Opinião

#ricosgamanços

"Quem cabritos vende e cabras não tem de algum lado lhe vêm". É uma bela frase da sabedoria popular e também uma metáfora usada num relatório do Tribunal da Relação sobre a Operação Marquês, um documento com que se negou na altura o recurso à prisão preventiva de José Sócrates.

Por estes dias em que o tema do enriquecimento ilícito volta a estar nas bocas de quem se senta para legislar na Assembleia da República, o raciocínio de punir quem compra Ferraris a receber o salário mínimo pode ganhar força de lei.
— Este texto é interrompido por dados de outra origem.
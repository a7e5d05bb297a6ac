//! Card behavior definitions
//!
//! A blueprint is the static side of a card: printed stats plus the code
//! that runs when the card resolves. Card instances reference their
//! blueprint by ID; the registry maps IDs to behavior. Registration
//! happens once per process, so a deserialized game finds the same
//! handlers the original did.

pub mod demo;

use crate::core::{
    Affinity, BlueprintId, Card, CardId, CardKind, GameEvent, PlayerId, TargetRef, TargetSpec,
};
use crate::game::chain::ChainEffect;
use crate::game::interaction::InteractionAnswer;
use crate::game::state::Game;
use crate::{EngineError, Result};
use rustc_hash::FxHashMap;
use smallvec::SmallVec;
use std::sync::OnceLock;

/// What an effect handler was invoked with
///
/// `stage` starts at 0 and advances each time the handler suspends on a
/// decision; `answer` carries the committed decision on re-entry.
#[derive(Debug, Clone)]
pub struct EffectContext {
    pub effect: ChainEffect,
    pub stage: u8,
    pub answer: Option<InteractionAnswer>,
}

impl EffectContext {
    /// First target of the effect, when it is a card
    pub fn target_card(&self) -> Option<CardId> {
        self.effect.targets.first().and_then(|t| t.as_card())
    }
}

/// What an effect handler wants next
#[derive(Debug, Clone, Copy, PartialEq, Eq)]
pub enum Flow {
    /// Handler is done; the engine finalizes the effect
    Continue,
    /// Handler opened an interaction; re-enter at `next_stage` once the
    /// answer is committed
    Suspend { next_stage: u8 },
}

/// Static definition and behavior of one card
///
/// Only `id`, `display_name`, `cost`, `affinity` and `kind` are
/// mandatory; the behavior hooks default to "vanilla card".
pub trait Blueprint: Send + Sync {
    fn id(&self) -> BlueprintId;
    fn display_name(&self) -> &str;
    fn cost(&self) -> u8;
    fn affinity(&self) -> Affinity;

    /// Printed kind and stats
    fn kind(&self) -> CardKind;

    /// Build a fresh card instance of this blueprint
    fn instantiate(&self, id: CardId, owner: PlayerId) -> Card {
        Card::new(
            id,
            self.id(),
            self.display_name(),
            owner,
            self.cost(),
            self.affinity(),
            self.kind(),
        )
    }

    /// Domain validation, checked before the play mutates anything.
    /// Errors here are ordinary rule rejections, not engine faults.
    fn can_play(&self, game: &Game, player: PlayerId) -> Result<()> {
        let _ = (game, player);
        Ok(())
    }

    /// Targets the player must pick before the effect goes on the chain
    fn pre_response_targets(&self) -> TargetSpec {
        TargetSpec::None
    }

    /// Resolution handler for a played card. Minion summoning, support
    /// placement and spell disposal happen in the engine afterwards;
    /// this hook is for the card's own effect.
    fn on_play(&self, game: &mut Game, ctx: &EffectContext) -> Result<Flow> {
        let _ = (game, ctx);
        Ok(Flow::Continue)
    }

    /// Resolution handler for a sigil trigger
    fn on_trigger(&self, game: &mut Game, ctx: &EffectContext) -> Result<Flow> {
        let _ = (game, ctx);
        Ok(Flow::Continue)
    }

    /// Does this sigil react to `event`? Returns the targets the trigger
    /// carries onto the chain. Non-sigils never get asked.
    fn trigger_targets(
        &self,
        game: &Game,
        sigil: &Card,
        event: &GameEvent,
    ) -> Option<SmallVec<[TargetRef; 2]>> {
        let _ = (game, sigil, event);
        None
    }
}

/// Lookup table from blueprint ID to behavior
pub struct BlueprintRegistry {
    blueprints: FxHashMap<BlueprintId, Box<dyn Blueprint>>,
}

impl BlueprintRegistry {
    fn new() -> Self {
        BlueprintRegistry {
            blueprints: FxHashMap::default(),
        }
    }

    fn register(&mut self, blueprint: Box<dyn Blueprint>) {
        self.blueprints.insert(blueprint.id(), blueprint);
    }

    pub fn get(&self, id: &BlueprintId) -> Result<&dyn Blueprint> {
        self.blueprints
            .get(id)
            .map(|b| b.as_ref())
            .ok_or_else(|| EngineError::Rule(format!("unknown blueprint: {}", id)))
    }

    pub fn contains(&self, id: &BlueprintId) -> bool {
        self.blueprints.contains_key(id)
    }

    /// All registered IDs, sorted for deterministic listings
    pub fn ids(&self) -> Vec<BlueprintId> {
        let mut ids: Vec<_> = self.blueprints.keys().cloned().collect();
        ids.sort_by(|a, b| a.as_str().cmp(b.as_str()));
        ids
    }

    pub fn len(&self) -> usize {
        self.blueprints.len()
    }

    pub fn is_empty(&self) -> bool {
        self.blueprints.is_empty()
    }
}

/// The process-wide registry, populated with the built-in set on first
/// access
pub fn registry() -> &'static BlueprintRegistry {
    static REGISTRY: OnceLock<BlueprintRegistry> = OnceLock::new();
    REGISTRY.get_or_init(|| {
        let mut registry = BlueprintRegistry::new();
        demo::register_all(&mut registry);
        registry
    })
}

#[cfg(test)]
mod tests {
    use super::*;
    use crate::core::EntityId;

    #[test]
    fn test_registry_has_demo_set() {
        let registry = registry();
        assert!(!registry.is_empty());
        for id in ["ember_whelp", "bolt_of_cinders", "warding_sigil"] {
            assert!(registry.contains(&BlueprintId::new(id)), "missing {id}");
        }
        assert!(registry.get(&BlueprintId::new("no_such_card")).is_err());
    }

    #[test]
    fn test_ids_are_sorted() {
        let ids = registry().ids();
        let mut sorted = ids.clone();
        sorted.sort_by(|a, b| a.as_str().cmp(b.as_str()));
        assert_eq!(ids, sorted);
    }

    #[test]
    fn test_instantiate_copies_printed_stats() {
        let registry = registry();
        let bp = registry.get(&BlueprintId::new("ember_whelp")).unwrap();
        let card = bp.instantiate(EntityId::new(7), EntityId::new(0));

        assert_eq!(card.blueprint, BlueprintId::new("ember_whelp"));
        assert_eq!(card.name, bp.display_name());
        assert_eq!(card.cost, bp.cost());
        assert!(card.is_minion());
        assert_eq!(card.power(), Some(2));
    }
}
//! Player entities

use crate::core::card::CardId;
use crate::core::entity::{EntityId, GameEntity};
use crate::core::types::PlayerName;
use serde::{Deserialize, Serialize};

use crate::{EngineError, Result};

pub type PlayerId = EntityId<Player>;

/// A player in the game
///
/// The hero avatar is an ordinary card entity on the board; the player
/// record holds the resource pool and loss flag.
#[derive(Debug, Clone, Serialize, Deserialize)]
pub struct Player {
    pub id: PlayerId,
    pub name: PlayerName,

    /// The player's hero card. When it dies the player loses.
    pub hero: CardId,

    /// Mana available right now
    pub mana: u8,

    /// Value mana refills to at the start of this player's turn; grows by
    /// one each turn up to the configured cap
    pub mana_ramp: u8,

    pub has_lost: bool,
}

impl Player {
    pub fn new(id: PlayerId, name: PlayerName, hero: CardId) -> Self {
        Player {
            id,
            name,
            hero,
            mana: 0,
            mana_ramp: 0,
            has_lost: false,
        }
    }

    pub fn can_pay(&self, cost: u8) -> bool {
        self.mana >= cost
    }

    pub fn pay(&mut self, cost: u8) -> Result<()> {
        if self.mana < cost {
            return Err(EngineError::Rule(format!(
                "{} cannot pay {} mana (has {})",
                self.name, cost, self.mana
            )));
        }
        self.mana -= cost;
        Ok(())
    }

    /// Grow the ramp by one (up to `cap`) and refill mana to it
    pub fn ramp_and_refill(&mut self, cap: u8) {
        if self.mana_ramp < cap {
            self.mana_ramp += 1;
        }
        self.mana = self.mana_ramp;
    }
}

impl GameEntity for Player {
    fn id(&self) -> PlayerId {
        self.id
    }

    fn name(&self) -> &str {
        self.name.as_str()
    }
}

#[cfg(test)]
mod tests {
    use super::*;

    fn player() -> Player {
        Player::new(
            EntityId::new(0),
            PlayerName::new("Alice"),
            EntityId::new(1),
        )
    }

    #[test]
    fn test_mana_ramp() {
        let mut p = player();
        p.ramp_and_refill(10);
        assert_eq!(p.mana, 1);
        for _ in 0..15 {
            p.ramp_and_refill(10);
        }
        assert_eq!(p.mana_ramp, 10);
        assert_eq!(p.mana, 10);
    }

    #[test]
    fn test_pay_rejects_overdraft() {
        let mut p = player();
        p.ramp_and_refill(10);
        assert!(p.can_pay(1));
        assert!(!p.can_pay(2));
        assert!(p.pay(2).is_err());
        assert_eq!(p.mana, 1);
        p.pay(1).unwrap();
        assert_eq!(p.mana, 0);
    }
}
Haja vontade para o fazer, já que estão todos de acordo - bem, talvez nem todos: os que fazem dos cargos públicos um meio para o gamanço descarado são capazes de discordar -, só falta saber se avançam, finalmente, para uma lei que criminalize quem nos rouba a todos ao assumir funções de serviço ao Estado.

O combate à corrupção faz-me por vezes lembrar o combate às alterações climáticas: muito palavreado e pouco impacto para o grande mal que está feito.

Não se trata apenas de punir, o que é de suma importância, trata-se também de impedir e prevenir que mãos demasiado ágeis se agarrem ao que não é delas e que nunca mais vemos devolvido.